● Your instructions: Return only those lines of the listing in which "host" appears.
== Segment start ==
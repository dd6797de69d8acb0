// SPDX-License-Identifier: BUSL-1.1
// Copyright (c) 2026 Alfred Jean LLC

//! The sink a [`crate::engine::SyncEngine`] and [`crate::metadata::MetadataReplicator`]
//! report through. The Executor supplies the concrete implementation that
//! persists progress/events to the queue; tests supply an in-memory one.

use async_trait::async_trait;
use strmsync_core::{ProgressCounters, TaskRunEvent};

/// Callbacks a sync run reports through. Implementations must be cheap to
/// call from many concurrent workers — the Executor's implementation
/// batches events and throttles progress writes internally.
#[async_trait]
pub trait EngineEvents: Send + Sync {
    /// A progress snapshot, reported at least every 1s of wall time and
    /// every 128 processed items (spec §4.4.2).
    async fn on_progress(&self, progress: ProgressCounters);

    /// One per-file audit entry.
    async fn on_file_event(&self, event: TaskRunEvent);
}

/// Discards everything. Useful as a default in tests that only care about
/// the returned stats, not the event stream.
#[derive(Debug, Clone, Copy, Default)]
pub struct NullEvents;

#[async_trait]
impl EngineEvents for NullEvents {
    async fn on_progress(&self, _progress: ProgressCounters) {}
    async fn on_file_event(&self, _event: TaskRunEvent) {}
}
// SPDX-License-Identifier: BUSL-1.1
// Copyright (c) 2026 Alfred Jean LLC

//! Job: a user-defined synchronization spec (spec §3).

use crate::ids::{DataServerId, JobId, MediaServerId};
use chrono::{DateTime, Utc};
use serde::{Deserialize, Serialize};

/// Where the Job's source tree lives relative to the DataServer.
#[derive(Debug, Clone, Copy, PartialEq, Eq, Serialize, Deserialize)]
#[serde(rename_all = "snake_case")]
pub enum WatchMode {
    Local,
    Api,
}

/// How metadata sidecars are replicated (spec §4.5).
#[derive(Debug, Clone, Copy, PartialEq, Eq, Serialize, Deserialize, Default)]
#[serde(rename_all = "snake_case")]
pub enum MetadataMode {
    Copy,
    Download,
    #[default]
    None,
}

/// How `.strm` bodies are rendered (spec §4.3).
#[derive(Debug, Clone, Copy, PartialEq, Eq, Serialize, Deserialize)]
#[serde(rename_all = "snake_case")]
pub enum StrmMode {
    Local,
    Url,
}

/// Overall run status tracked on the Job row.
#[derive(Debug, Clone, Copy, PartialEq, Eq, Serialize, Deserialize, Default)]
#[serde(rename_all = "snake_case")]
pub enum JobStatus {
    #[default]
    Idle,
    Running,
    Error,
}

/// A single ordered find/replace applied to a rendered `.strm` body.
#[derive(Debug, Clone, PartialEq, Eq, Serialize, Deserialize)]
pub struct ReplaceRule {
    pub from: String,
    pub to: String,
}

/// `JobOptions.SyncOpts` (spec §3).
#[derive(Debug, Clone, PartialEq, Eq, Serialize, Deserialize, Default)]
pub struct SyncOpts {
    /// Force update + no skip-existing.
    #[serde(default)]
    pub full_resync: bool,
    #[serde(default)]
    pub overwrite_meta: bool,
    #[serde(default)]
    pub skip_meta: bool,
}

/// Structured per-Job options (spec §3).
#[derive(Debug, Clone, PartialEq, Serialize, Deserialize)]
pub struct JobOptions {
    #[serde(default = "default_max_concurrency")]
    pub max_concurrency: u32,
    #[serde(default)]
    pub media_exts: Vec<String>,
    #[serde(default)]
    pub meta_exts: Vec<String>,
    #[serde(default)]
    pub exclude_dirs: Vec<String>,
    /// Minimum file size in MB; converted to bytes via [`JobOptions::min_file_size_bytes`].
    #[serde(default)]
    pub min_file_size_mb: u64,
    #[serde(default)]
    pub dry_run: bool,
    #[serde(default)]
    pub force_update: bool,
    #[serde(default)]
    pub skip_existing: bool,
    #[serde(default = "default_mod_time_epsilon")]
    pub mod_time_epsilon_seconds: i64,
    #[serde(default)]
    pub enable_orphan_cleanup: bool,
    #[serde(default)]
    pub orphan_cleanup_dry_run: bool,
    #[serde(default)]
    pub metadata_mode: MetadataMode,
    /// Job-level override; `None` falls back to the DataServer default (spec §9 open question b).
    #[serde(default)]
    pub strm_mode: Option<StrmMode>,
    #[serde(default)]
    pub prefer_remote_list: bool,
    #[serde(default)]
    pub strm_replace_rules: Vec<ReplaceRule>,
    #[serde(default)]
    pub sync_opts: SyncOpts,
}

fn default_max_concurrency() -> u32 {
    4
}

fn default_mod_time_epsilon() -> i64 {
    0
}

impl Default for JobOptions {
    fn default() -> Self {
        Self {
            max_concurrency: default_max_concurrency(),
            media_exts: Vec::new(),
            meta_exts: Vec::new(),
            exclude_dirs: Vec::new(),
            min_file_size_mb: 0,
            dry_run: false,
            force_update: false,
            skip_existing: false,
            mod_time_epsilon_seconds: default_mod_time_epsilon(),
            enable_orphan_cleanup: false,
            orphan_cleanup_dry_run: false,
            metadata_mode: MetadataMode::None,
            strm_mode: None,
            prefer_remote_list: false,
            strm_replace_rules: Vec::new(),
            sync_opts: SyncOpts::default(),
        }
    }
}

impl JobOptions {
    /// Normalizes `media_exts`/`meta_exts` to lowercase, leading-dot form
    /// (spec §3: "lowercase, leading-dot normalized").
    pub fn normalize(&mut self) {
        self.media_exts = self.media_exts.iter().map(|e| normalize_ext(e)).collect();
        self.meta_exts = self.meta_exts.iter().map(|e| normalize_ext(e)).collect();
        if self.sync_opts.full_resync {
            self.force_update = true;
            self.skip_existing = false;
        }
    }

    pub fn min_file_size_bytes(&self) -> u64 {
        self.min_file_size_mb * 1024 * 1024
    }

    pub fn max_concurrency(&self) -> usize {
        self.max_concurrency.max(1) as usize
    }
}

fn normalize_ext(ext: &str) -> String {
    let lower = ext.to_ascii_lowercase();
    if lower.starts_with('.') {
        lower
    } else {
        format!(".{lower}")
    }
}

/// A user-defined synchronization spec (spec §3).
#[derive(Debug, Clone, Serialize, Deserialize)]
pub struct Job {
    pub id: JobId,
    pub name: String,
    pub enabled: bool,
    pub cron: Option<String>,
    pub watch_mode: WatchMode,
    pub source_path: String,
    pub remote_root: Option<String>,
    pub target_path: String,
    pub strm_path: Option<String>,
    pub data_server_id: DataServerId,
    pub media_server_id: Option<MediaServerId>,
    pub options: JobOptions,
    pub last_run_at: Option<DateTime<Utc>>,
    pub status: JobStatus,
    pub created_at: DateTime<Utc>,
    pub updated_at: DateTime<Utc>,
}

impl Job {
    /// Whether this Job should be picked up by the Scheduler (spec §4.7).
    pub fn is_schedulable(&self) -> bool {
        self.enabled && self.cron.as_ref().is_some_and(|c| !c.trim().is_empty())
    }
}

#[cfg(test)]
mod tests {
    use super::*;

    #[test]
    fn normalize_lowercases_and_adds_leading_dot() {
        let mut opts = JobOptions {
            media_exts: vec!["MKV".into(), ".Mp4".into()],
            ..Default::default()
        };
        opts.normalize();
        assert_eq!(opts.media_exts, vec![".mkv".to_string(), ".mp4".to_string()]);
    }

    #[test]
    fn full_resync_forces_update_and_clears_skip_existing() {
        let mut opts = JobOptions {
            skip_existing: true,
            sync_opts: SyncOpts {
                full_resync: true,
                ..Default::default()
            },
            ..Default::default()
        };
        opts.normalize();
        assert!(opts.force_update);
        assert!(!opts.skip_existing);
    }

    #[test]
    fn min_file_size_converts_mb_to_bytes() {
        let opts = JobOptions {
            min_file_size_mb: 5,
            ..Default::default()
        };
        assert_eq!(opts.min_file_size_bytes(), 5 * 1024 * 1024);
    }

    #[test]
    fn is_schedulable_requires_enabled_and_nonblank_cron() {
        let base = Job {
            id: JobId::new("j1"),
            name: "n".into(),
            enabled: true,
            cron: Some("0 * * * * *".into()),
            watch_mode: WatchMode::Local,
            source_path: "/src".into(),
            remote_root: None,
            target_path: "/out".into(),
            strm_path: None,
            data_server_id: DataServerId::new("ds1"),
            media_server_id: None,
            options: JobOptions::default(),
            last_run_at: None,
            status: JobStatus::Idle,
            created_at: Utc::now(),
            updated_at: Utc::now(),
        };
        assert!(base.is_schedulable());

        let mut disabled = base.clone();
        disabled.enabled = false;
        assert!(!disabled.is_schedulable());

        let mut no_cron = base.clone();
        no_cron.cron = None;
        assert!(!no_cron.is_schedulable());

        let mut blank_cron = base;
        blank_cron.cron = Some("   ".into());
        assert!(!blank_cron.is_schedulable());
    }
}
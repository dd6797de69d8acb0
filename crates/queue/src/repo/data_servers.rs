// SPDX-License-Identifier: BUSL-1.1
// Copyright (c) 2026 Alfred Jean LLC

//! DataServer repository: CRUD over the `data_servers` table (spec §6).

use crate::error::QueueError;
use sqlx::{Row, SqlitePool};
use strmsync_core::{Credential, DataServer, DataServerKind, DataServerOptions};

fn kind_from_str(s: &str) -> Result<DataServerKind, QueueError> {
    match s {
        "local" => Ok(DataServerKind::Local),
        "clouddrive2" => Ok(DataServerKind::CloudDrive2),
        "openlist" => Ok(DataServerKind::OpenList),
        other => Err(QueueError::Malformed(format!("unknown data server kind {other}"))),
    }
}

fn row_to_data_server(row: &sqlx::sqlite::SqliteRow) -> Result<DataServer, QueueError> {
    let credential_json: Option<String> = row.try_get("credential")?;
    let credential: Option<Credential> = credential_json
        .map(|s| serde_json::from_str(&s))
        .transpose()
        .map_err(|e| QueueError::Malformed(format!("credential: {e}")))?;
    let options_json: String = row.try_get("options")?;
    let options: DataServerOptions = serde_json::from_str(&options_json)
        .map_err(|e| QueueError::Malformed(format!("data server options: {e}")))?;

    Ok(DataServer {
        id: row.try_get::<String, _>("id")?.into(),
        name: row.try_get("name")?,
        kind: kind_from_str(&row.try_get::<String, _>("kind")?)?,
        host: row.try_get("host")?,
        port: row.try_get::<i64, _>("port")? as u16,
        credential,
        enabled: row.try_get::<i64, _>("enabled")? != 0,
        options,
        uid: row.try_get("uid")?,
    })
}

pub async fn insert(pool: &SqlitePool, server: &DataServer) -> Result<(), QueueError> {
    let credential_json = server
        .credential
        .as_ref()
        .map(serde_json::to_string)
        .transpose()
        .map_err(|e| QueueError::Malformed(format!("credential: {e}")))?;
    let options_json = serde_json::to_string(&server.options)
        .map_err(|e| QueueError::Malformed(format!("data server options: {e}")))?;

    sqlx::query(
        "INSERT INTO data_servers (id, name, kind, host, port, credential, enabled, options, uid) \
         VALUES (?, ?, ?, ?, ?, ?, ?, ?, ?)",
    )
    .bind(server.id.as_str())
    .bind(&server.name)
    .bind(server.kind.as_str())
    .bind(&server.host)
    .bind(server.port as i64)
    .bind(credential_json)
    .bind(server.enabled as i64)
    .bind(options_json)
    .bind(&server.uid)
    .execute(pool)
    .await
    .map_err(QueueError::from_insert)?;
    Ok(())
}

pub async fn get(pool: &SqlitePool, id: &str) -> Result<DataServer, QueueError> {
    let row = sqlx::query("SELECT * FROM data_servers WHERE id = ?")
        .bind(id)
        .fetch_optional(pool)
        .await?
        .ok_or(QueueError::NotFound)?;
    row_to_data_server(&row)
}

pub async fn list(pool: &SqlitePool) -> Result<Vec<DataServer>, QueueError> {
    let rows = sqlx::query("SELECT * FROM data_servers ORDER BY name")
        .fetch_all(pool)
        .await?;
    rows.iter().map(row_to_data_server).collect()
}
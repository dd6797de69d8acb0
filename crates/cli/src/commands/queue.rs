// SPDX-License-Identifier: BUSL-1.1
// Copyright (c) 2026 Alfred Jean LLC

//! Queue command handlers: list|cancel (spec §6).

use anyhow::Result;
use clap::{Args, Subcommand};
use sqlx::SqlitePool;
use strmsync_queue::repo::jobs;
use strmsync_queue::Queue;

use crate::output::OutputFormat;
use crate::table::{Column, Table};

#[derive(Args)]
pub struct QueueArgs {
    #[command(subcommand)]
    pub command: QueueCommand,
}

#[derive(Subcommand)]
pub enum QueueCommand {
    /// List TaskRuns for a Job
    List {
        /// Job name or id
        job: String,
    },
    /// Cancel a pending or running TaskRun
    Cancel {
        /// TaskRun id
        task_run_id: String,
    },
}

pub async fn handle(command: QueueCommand, pool: &SqlitePool, format: OutputFormat) -> Result<()> {
    match command {
        QueueCommand::List { job } => list(pool, &job, format).await,
        QueueCommand::Cancel { task_run_id } => {
            let queue = Queue::new(pool.clone());
            queue.cancel(&task_run_id).await?;
            println!("cancelled task run {task_run_id}");
            Ok(())
        }
    }
}

async fn list(pool: &SqlitePool, job: &str, format: OutputFormat) -> Result<()> {
    let job = match jobs::get_by_name(pool, job).await {
        Ok(job) => job,
        Err(_) => jobs::get(pool, job).await?,
    };
    let queue = Queue::new(pool.clone());
    let runs = queue.list_for_job(job.id.as_str()).await?;

    match format {
        OutputFormat::Json => println!("{}", serde_json::to_string_pretty(&runs)?),
        OutputFormat::Text => {
            let mut table = Table::plain(vec![
                Column::left("ID"),
                Column::left("STATUS"),
                Column::left("PRIORITY"),
                Column::right("ATTEMPTS"),
                Column::left("CREATED"),
            ]);
            for run in &runs {
                table.row(vec![
                    run.id.short(8).to_string(),
                    format!("{:?}", run.status),
                    format!("{:?}", run.priority),
                    format!("{}/{}", run.attempts, run.max_attempts),
                    run.created_at.to_rfc3339(),
                ]);
            }
            table.render(&mut std::io::stdout());
        }
    }
    Ok(())
}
== Segment end ==
● Answer below:
        host: row.try_get("host")?,
        "INSERT INTO data_servers (id, name, kind, host, port, credential, enabled, options, uid) \
    .bind(&server.host)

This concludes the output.